I cried, I howled and I breathed through it.

I wrote apologies to my children for being an absent mother and for being aggressively hung over for most of their lives.

Facing it wasnt as bad as I thought it was going to be.

I realise now that yes I did all those things and yes its totally deplorable and awful but that doesn’t define me.

That  was a drunk mess who thought she had no other option.

It’s like that quote from Maya Angelou.

“Do the best you can until you know better. Then when you know better, do better.”



10 thoughts on ““Do the best you can until you know better. Then when you know better, do better.”
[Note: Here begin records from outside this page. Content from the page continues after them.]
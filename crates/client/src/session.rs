//! Injected session state shared by the client and the authenticator.
//!
//! One `SessionContext` exists per application instance and is passed by
//! shared ownership to whatever needs to read or mutate session state. No
//! ambient globals: the access token and session id live behind the injected
//! [`KeyValueStore`], the case id and the re-auth gate live in memory here.

use std::sync::atomic::{AtomicBool, Ordering};
use std::sync::Arc;

use parking_lot::RwLock;
use tracing::debug;

use crate::config::{ACCESS_TOKEN_KEY, NO_SESSION_SENTINEL, SESSION_ID_KEY};
use crate::store::StoreError;
use crate::traits::KeyValueStore;

/// Shared session state: access token, session id, active case id, and the
/// single-flight re-authentication gate.
pub struct SessionContext {
    store: Arc<dyn KeyValueStore>,
    case_id: RwLock<Option<String>>,
    auth_in_flight: AtomicBool,
}

impl SessionContext {
    /// Create a context backed by the given durable store.
    pub fn new(store: Arc<dyn KeyValueStore>) -> Self {
        Self { store, case_id: RwLock::new(None), auth_in_flight: AtomicBool::new(false) }
    }

    /// Current access token, read fresh from the store. `None` before the
    /// first authentication.
    ///
    /// # Errors
    /// Returns an error when the backing store fails.
    pub async fn access_token(&self) -> Result<Option<String>, StoreError> {
        self.store.get(ACCESS_TOKEN_KEY).await
    }

    /// Persist a rotated access token. Picked up by the next outgoing call.
    ///
    /// # Errors
    /// Returns an error when the backing store fails.
    pub async fn set_access_token(&self, token: &str) -> Result<(), StoreError> {
        self.store.set(ACCESS_TOKEN_KEY, token).await
    }

    /// Persisted session id, or the `-1` sentinel when none is stored.
    ///
    /// # Errors
    /// Returns an error when the backing store fails.
    pub async fn session_id(&self) -> Result<String, StoreError> {
        Ok(self
            .store
            .get(SESSION_ID_KEY)
            .await?
            .unwrap_or_else(|| NO_SESSION_SENTINEL.to_string()))
    }

    /// Persist a fresh session id.
    ///
    /// # Errors
    /// Returns an error when the backing store fails.
    pub async fn set_session_id(&self, session_id: &str) -> Result<(), StoreError> {
        self.store.set(SESSION_ID_KEY, session_id).await
    }

    /// Active case id, if any.
    #[must_use]
    pub fn case_id(&self) -> Option<String> {
        self.case_id.read().clone()
    }

    /// Assign the active case id.
    pub fn set_case_id(&self, case_id: impl Into<String>) {
        let case_id = case_id.into();
        debug!(%case_id, "active case changed");
        *self.case_id.write() = Some(case_id);
    }

    /// Try to claim the re-authentication gate. Returns `true` for exactly
    /// one caller until [`Self::end_reauth`] releases it; every other caller
    /// must not start a second refresh.
    pub fn begin_reauth(&self) -> bool {
        self.auth_in_flight
            .compare_exchange(false, true, Ordering::SeqCst, Ordering::SeqCst)
            .is_ok()
    }

    /// Release the re-authentication gate. Called on success and failure
    /// alike so the gate can never stay stuck.
    pub fn end_reauth(&self) {
        self.auth_in_flight.store(false, Ordering::SeqCst);
    }

    /// Whether a re-authentication round trip is currently in flight.
    #[must_use]
    pub fn auth_in_flight(&self) -> bool {
        self.auth_in_flight.load(Ordering::SeqCst)
    }
}

impl std::fmt::Debug for SessionContext {
    fn fmt(&self, f: &mut std::fmt::Formatter<'_>) -> std::fmt::Result {
        f.debug_struct("SessionContext")
            .field("case_id", &self.case_id.read())
            .field("auth_in_flight", &self.auth_in_flight.load(Ordering::SeqCst))
            .finish_non_exhaustive()
    }
}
  1. Wow, I applaud your courage. Was this part of an AA step? I never made it far enough to have to make amends, though I have done it somewhat in my own way. But I have let go of guilt. It does no one good and it leads to drinking. ; )

    Liked by 1 person

    • I’ve tried to go to AA and it didn’t really work for me. I just instinctively knew I had to do it because the guilty thoughts were driving me crazy. The fear of facing it honestly was worse that actually just sitting down and getting honest with myself. I also wrote all of this in my recovery journal (didn’t burn it) I think I’ll need to reference back to it when I start to forget how degrading and awful alcohol really is. The forgetting happens, I’ve done this before:)

      Liked by 1 person

      • I liked most of the AA stuff, and I made some great friends there. We’ve moved, however, and the meetings here are really small (sometimes just 5 or 6 people in women’s meetings). Somehow, online blogging works better for me, maybe because it’s easier to connect with the words someone is speaking when you’re not distracted by physical appearances. It’s kind of like online dating, I guess. ; )

        Liked by 1 person

  2. I went to an AA meeting in my area and it was literally 3 men over 55 all three looking at me like I was an alien from outer space. I wasn’t comfortable sharing anything because I had so very little in common with them and it all felt a bit like the twilight zone. If there were a woman’s only meeting around the area I would consider it because I like the social aspect of it.

    Liked by 1 person

    • I’m not really an AAer, but I go occasionally.
      My meetings are similar. Older men.
      But sometimes they tell stories of such loneliness and pain that I know inside we are all truly the same.
      It’s an interesting place, AA. Rarely do people speak with such honesty in the world.

      Liked by 1 person

  3. And me too.
    I have done and felt all those things.
    Now I look back and have great sympathy for myself. I was suffering and struggling and oh so scared.

    My true amends are my life today. I am a good, honest, kind mom. The kids occasionally joke about drinking me…so I know the see the difference and forgive me.


    • Thank you for your words of encouragement! It means so much to me to know that I am not alone in this.
      I’m getting to the place where I can see my innocence, but also at the same time now have the responsibility to do better.